Jamie Reid is a British artist and anarchist with connections to the Situationists. His work, featuring letters cut from newspaper headlines in the style of a ransom note, came close to defining the image of punk rock, particularly in the UK. His best known works include the Sex Pistols album ‘Never Mind the Bollocks, Here’s the Sex Pistols’ and the singles “Anarchy in the UK”, “God Save The Queen” (based on a Cecil Beaton photograph of Queen Elizabeth II, with an added safety pin through her nose and swastikas in her eyes), “Pretty Vacant” and “Holidays in the Sun”. Reid created the ransom-note look used with the Sex Pistols graphics while he was designing Suburban Press, a radical political magazine he ran for five years. The fractured imagery used, is inherent to the ‘tear it up and start all over again’ ethos, which demonstrates  both deconstruction and reconstruction.

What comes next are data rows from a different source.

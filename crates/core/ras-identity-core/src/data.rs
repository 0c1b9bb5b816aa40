//! Lenient string-keyed payloads: OAuth2 credentials and raw provider profiles.

use serde::{Deserialize, Serialize};
use serde_json::{Map, Value};

/// Credentials key under which a provider stores the user's stable identifier.
pub const CREDENTIALS_KEY_ID: &str = "id";

/// Reads `key` as a string. Numbers and booleans are rendered, everything
/// else (including a missing key) becomes the empty string.
fn lenient_str(map: &Map<String, Value>, key: &str) -> String {
    match map.get(key) {
        Some(Value::String(s)) => s.clone(),
        Some(Value::Number(n)) => n.to_string(),
        Some(Value::Bool(b)) => b.to_string(),
        _ => String::new(),
    }
}

/// Opaque bag of values produced by a completed OAuth2 exchange.
#[derive(Debug, Clone, Default, PartialEq, Serialize, Deserialize)]
#[serde(transparent)]
pub struct Credentials(Map<String, Value>);

impl Credentials {
    pub fn new() -> Self {
        Self::default()
    }

    pub fn get(&self, key: &str) -> Option<&Value> {
        self.0.get(key)
    }

    pub fn get_str(&self, key: &str) -> String {
        lenient_str(&self.0, key)
    }

    pub fn contains_key(&self, key: &str) -> bool {
        self.0.contains_key(key)
    }

    pub fn set(&mut self, key: impl Into<String>, value: impl Into<Value>) {
        self.0.insert(key.into(), value.into());
    }

    pub fn with(mut self, key: impl Into<String>, value: impl Into<Value>) -> Self {
        self.set(key, value);
        self
    }

    pub fn as_map(&self) -> &Map<String, Value> {
        &self.0
    }
}

impl From<Map<String, Value>> for Credentials {
    fn from(map: Map<String, Value>) -> Self {
        Self(map)
    }
}

/// Untyped response of a provider's "who am I" endpoint.
///
/// Field access never fails: absent or non-scalar fields read as `""`.
#[derive(Debug, Clone, Default, PartialEq, Serialize, Deserialize)]
#[serde(transparent)]
pub struct RawProfile(Map<String, Value>);

impl RawProfile {
    pub fn new() -> Self {
        Self::default()
    }

    pub fn get(&self, key: &str) -> Option<&Value> {
        self.0.get(key)
    }

    pub fn get_str(&self, key: &str) -> String {
        lenient_str(&self.0, key)
    }

    /// First non-empty value among `keys`, or `""`.
    pub fn first_str(&self, keys: &[&str]) -> String {
        keys.iter()
            .map(|key| self.get_str(key))
            .find(|value| !value.is_empty())
            .unwrap_or_default()
    }

    pub fn with(mut self, key: impl Into<String>, value: impl Into<Value>) -> Self {
        self.0.insert(key.into(), value.into());
        self
    }

    pub fn as_map(&self) -> &Map<String, Value> {
        &self.0
    }
}

impl From<Map<String, Value>> for RawProfile {
    fn from(map: Map<String, Value>) -> Self {
        Self(map)
    }
}
use std::path::PathBuf;

use panel_core::{CategoryBreakdown, ConsolidationReport, FxTables, YtdSummary};
use panel_ingest::SkippedFile;
use panel_model::{CanonicalMonth, FxFlow, MonthlySeries};
use panel_output::PanelDiff;

/// Per-entity line of the consolidation summary.
#[derive(Debug, Clone, PartialEq)]
pub struct EntitySummary {
    pub name: String,
    pub months: usize,
    pub first: Option<CanonicalMonth>,
    pub last: Option<CanonicalMonth>,
    /// Combined single-month values summed over the latest year.
    pub ytd: Option<YtdSummary>,
    pub output: Option<PathBuf>,
}

#[derive(Debug, Clone)]
pub struct ConsolidateResult {
    pub raw_dir: PathBuf,
    /// `None` for dry runs.
    pub output_dir: Option<PathBuf>,
    pub entities: Vec<EntitySummary>,
    pub report: ConsolidationReport,
    pub diff: PanelDiff,
    pub skipped: Vec<SkippedFile>,
    pub ignored: Vec<PathBuf>,
    pub written: Vec<PathBuf>,
}

#[derive(Debug, Clone)]
pub struct FxResult {
    pub sheet: PathBuf,
    pub tables: FxTables,
    /// YTD summaries over the whole sheet, before any month limit.
    pub summaries: Vec<(FxFlow, YtdSummary)>,
    /// Settlement plus sale per month, limited like the tables.
    pub gross: MonthlySeries,
    pub written: Vec<PathBuf>,
}

#[derive(Debug, Clone)]
pub struct CategoryResult {
    pub section: String,
    /// `None` when the section label is absent from the sheet.
    pub breakdown: Option<CategoryBreakdown>,
}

This era had the do-it-yourself aesthetic and was also classified as the ‘golden age of zines’.

In the run up to the Jubilee in 1977, Reid transgressed accepted codes by displaying a torn up Union Jack held together with ‘bureaucratic, yet patriotically named’ bulldog clips, for the Sex Pistols single ‘Anarchy in the UK’, deconstructing ideoligical subject matter.